** Work required **
Lines where the string "inflectional" appears are to be copied from the entries below.

** Provided data **
*****

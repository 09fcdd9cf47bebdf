//! Tag names used in morphological parse strings.

// Parts of speech (first tag of an inflectional group)
pub const NOUN: &str = "NOUN";
pub const VERB: &str = "VERB";
pub const ADJ: &str = "ADJ";
pub const ADV: &str = "ADV";
pub const PRON: &str = "PRON";
pub const CONJ: &str = "CONJ";
pub const DET: &str = "DET";
pub const NUM: &str = "NUM";
pub const INTERJ: &str = "INTERJ";
pub const POSTP: &str = "POSTP";
pub const QUES: &str = "QUES";
pub const PUNC: &str = "PUNC";

// Markers checked outside the feature table
pub const PROPER_NOUN: &str = "PROP";
pub const DATE: &str = "DATE";
pub const TIME: &str = "TIME";
pub const ORDINAL: &str = "ORD";
pub const FRACTION: &str = "FRACTION";
pub const PERCENT: &str = "PERCENT";
pub const HASHTAG: &str = "HASHTAG";

/// Separator between inflectional groups.
pub const DERIVATIONAL_BOUNDARY: &str = "^DB+";

/// Person/number agreement tags; a verb carrying one is finite.
pub const AGREEMENT: [&str; 6] = ["A1SG", "A2SG", "A3SG", "A1PL", "A2PL", "A3PL"];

*****

** Output for this task **
// Parts of speech (first tag of an inflectional group)
/// Separator between inflectional groups.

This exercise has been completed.